Ella le devolvió la sonrisa con su característica ironía.
– No, aunque lo he contemplado seriamente. Conozco unas cuantas y he incorporado algunos aspectos de sus rituales en mi método.
– ¿Cómo cuáles?
– Bendiciones, hechizos de protección, ese tipo de cosas. Todo muy inofensivo, se lo aseguro.

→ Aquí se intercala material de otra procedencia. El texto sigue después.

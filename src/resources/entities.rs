use super::base::ResourceManager;
use crate::error::{Result, SdkError};
use crate::models::{Entity, EntityCreateParams, EntityUpdateParams};
use crate::sql::escape::escape_identifier;
use crate::sql::{statement, WithClause};
use serde_json::Value;

pub type EntityManager = ResourceManager<Entity>;

impl ResourceManager<Entity> {
    /// `CREATE ENTITY "name" [IN STORE "store"] [WITH (...)] [COMMENT '...']`
    pub async fn create(&self, params: EntityCreateParams) -> Result<Entity> {
        params.validate()?;
        let mut sql = format!(
            "CREATE ENTITY {}{}",
            escape_identifier(&params.name),
            statement::in_store(params.store.as_deref())
        );
        params.parameters.append_to(&mut sql);
        statement::append_comment(&mut sql, params.comment.as_deref());

        self.execute(&sql).await?;
        tracing::info!("Created {} '{}'", self.kind(), params.name);
        self.get_in_store(&params.name, params.store.as_deref()).await
    }

    /// Entities of one store, or of the session's store when `store` is absent
    pub async fn list_in_store(&self, store: Option<&str>) -> Result<Vec<Entity>> {
        let sql = format!("LIST ENTITIES{}", statement::in_store(store));
        self.list_with(&sql).await
    }

    pub async fn get_in_store(&self, name: &str, store: Option<&str>) -> Result<Entity> {
        let sql = format!("{}{}", statement::describe(self.kind(), name), statement::in_store(store));
        self.get_with(name, &sql).await
    }

    pub async fn update(&self, name: &str, params: EntityUpdateParams) -> Result<Entity> {
        if params.parameters.is_empty() {
            return Err(SdkError::invalid(format!("nothing to update for entity '{}'", name)));
        }

        let mut sql = format!(
            "UPDATE ENTITY {}{}",
            escape_identifier(name),
            statement::in_store(params.store.as_deref())
        );
        params.parameters.append_to(&mut sql);

        self.execute(&sql).await?;
        tracing::info!("Updated {} '{}'", self.kind(), name);
        self.get_in_store(name, params.store.as_deref()).await
    }

    pub async fn delete_in_store(&self, name: &str, store: Option<&str>) -> Result<()> {
        let sql = format!("{}{}", statement::drop(self.kind(), name), statement::in_store(store));
        self.execute(&sql).await?;
        tracing::info!("Dropped {} '{}'", self.kind(), name);
        Ok(())
    }

    /// Insert records one statement at a time
    ///
    /// Stops at the first failure; values already inserted stay inserted.
    pub async fn insert_values(&self, name: &str, values: &[Value], store: &str, with_params: &WithClause) -> Result<()> {
        for (i, value) in values.iter().enumerate() {
            let sql = statement::insert_entity_value(name, store, value, with_params);
            self.execute(&sql).await.inspect_err(|_| {
                tracing::warn!("Insert into entity '{}' stopped at value {} of {}", name, i + 1, values.len());
            })?;
        }
        tracing::info!("Inserted {} values into entity '{}'", values.len(), name);
        Ok(())
    }
}
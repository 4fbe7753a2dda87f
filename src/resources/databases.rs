use super::base::ResourceManager;
use crate::error::Result;
use crate::models::{Database, DatabaseCreateParams};
use crate::sql::{statement, WithClause};

pub type DatabaseManager = ResourceManager<Database>;

impl ResourceManager<Database> {
    pub async fn create(&self, params: DatabaseCreateParams) -> Result<Database> {
        params.validate()?;
        let sql = statement::create(
            self.kind(),
            &params.name,
            &WithClause::new(),
            params.comment.as_deref(),
        );
        self.create_with(&params.name, &sql).await
    }

    /// Databases only carry a comment
    pub async fn update(&self, name: &str, comment: &str) -> Result<Database> {
        self.apply_update(name, &WithClause::new(), Some(comment)).await
    }
}
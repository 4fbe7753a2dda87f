//! Statement text generation
//!
//! - [`escape`] - identifier and string-literal escaping
//! - [`clause`] - the `WITH (...)` configuration clause
//! - [`statement`] - LIST / DESCRIBE / CREATE / ALTER / UPDATE / DROP / START / STOP / INSERT

pub mod clause;
pub mod escape;
pub mod statement;

pub use clause::{is_unquoted_key, keyword_bool, render_value, WithClause, UNQUOTED_KEYS};
pub use escape::{escape_identifier, escape_string_literal, unescape_string_literal};
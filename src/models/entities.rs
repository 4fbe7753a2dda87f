//! Entities are store-side objects: Kafka topics, Kinesis streams, Snowflake
//! databases and schemas, Databricks catalogs. Their shape depends on the store, so
//! everything beyond the shared fields is kept as reported.

use super::base::{BaseMut, FieldSpec, Record, UnknownFields};
use super::coerce;
use crate::error::{Result, SdkError};
use crate::resources::ResourceKind;
use crate::sql::WithClause;
use chrono::{DateTime, Utc};
use serde::Serialize;
use serde_json::{Map, Value};

#[derive(Debug, Clone, Default, PartialEq, Serialize)]
pub struct Entity {
    pub name: String,
    pub created_at: Option<DateTime<Utc>>,
    pub updated_at: Option<DateTime<Utc>>,
    pub owner: Option<String>,
    pub comment: Option<String>,
    /// Whether the entity holds data rather than other entities
    pub is_leaf: Option<bool>,
    pub parameters: Map<String, Value>,
}

static ENTITY_FIELDS: &[FieldSpec<Entity>] = &[FieldSpec {
    synonyms: &["isleaf", "leaf"],
    apply: |r, v| r.is_leaf = coerce::boolean(v),
}];

impl Record for Entity {
    const KIND: ResourceKind = ResourceKind::Entity;
    const UNKNOWN_FIELDS: UnknownFields = UnknownFields::Retain;

    fn fields() -> &'static [FieldSpec<Self>] {
        ENTITY_FIELDS
    }

    fn base_mut(&mut self) -> BaseMut<'_> {
        BaseMut {
            name: &mut self.name,
            created_at: &mut self.created_at,
            updated_at: &mut self.updated_at,
            owner: &mut self.owner,
            comment: &mut self.comment,
        }
    }

    fn name(&self) -> &str {
        &self.name
    }

    fn extras_mut(&mut self) -> Option<&mut Map<String, Value>> {
        Some(&mut self.parameters)
    }
}

/// Parameters for `CREATE ENTITY`
///
/// The name may be dotted (`DB.SCHEMA`) to address a nested entity; it is still
/// quoted as one identifier.
#[derive(Debug, Clone, Default, PartialEq)]
pub struct EntityCreateParams {
    pub name: String,
    /// Store to create the entity in; the session's store when absent
    pub store: Option<String>,
    /// Store-specific settings (`topic.partitions`, `kinesis.shards`, ...)
    pub parameters: WithClause,
    pub comment: Option<String>,
}

impl EntityCreateParams {
    pub fn new(name: impl Into<String>) -> Self {
        Self {
            name: name.into(),
            ..Default::default()
        }
    }

    pub fn in_store(mut self, store: impl Into<String>) -> Self {
        self.store = Some(store.into());
        self
    }

    pub fn param(mut self, key: impl Into<String>, value: impl Into<Value>) -> Self {
        self.parameters.set(key, value);
        self
    }

    pub fn comment(mut self, comment: impl Into<String>) -> Self {
        self.comment = Some(comment.into());
        self
    }

    pub fn validate(&self) -> Result<()> {
        if self.name.trim().is_empty() {
            return Err(SdkError::invalid("entity name must not be empty"));
        }
        if self.store.as_deref().is_some_and(|s| s.trim().is_empty()) {
            return Err(SdkError::invalid("store name must not be empty"));
        }
        Ok(())
    }
}

/// Changes for an existing entity
#[derive(Debug, Clone, Default, PartialEq)]
pub struct EntityUpdateParams {
    pub store: Option<String>,
    pub parameters: WithClause,
}

impl EntityUpdateParams {
    pub fn new() -> Self {
        Self::default()
    }

    pub fn in_store(mut self, store: impl Into<String>) -> Self {
        self.store = Some(store.into());
        self
    }

    pub fn param(mut self, key: impl Into<String>, value: impl Into<Value>) -> Self {
        self.parameters.set(key, value);
        self
    }
}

– La gente se empeña en asegurarme un montón de cosas, señora Wade y, francamente, me estoy hartando. -Dejó su copa en la mesa y se inclinó hacia delante-. En este pueblo hay como una conspiración de silencio. Incluso una conspiración de protección. Todos deben de haber conocido la historia de Geoff Genovase, todos deben de haber contemplado la posibilidad de que él hubiera sido responsable de los robos. Y, sin embargo, nadie dijo nada. De hecho, usted se mostró reacia a hablar de los robos. ¿Hubo otros que no fueron denunciados cuando ya había corrido la voz?
Se arrellano en el sillón y recuperó su copa. Prosiguió más despacio:
– Alguien ha asesinado a Alastair Gilbert. Si la verdad no se descubre, esta situación se comerá el pueblo como un cáncer. Cada persona se preguntará si su amigo o su vecino merece su lealtad, luego se preguntará si el amigo o vecino sospecha de él. La serpiente está en el jardín, señora Wade, e ignorarla no hará que se marche. Ayúdeme.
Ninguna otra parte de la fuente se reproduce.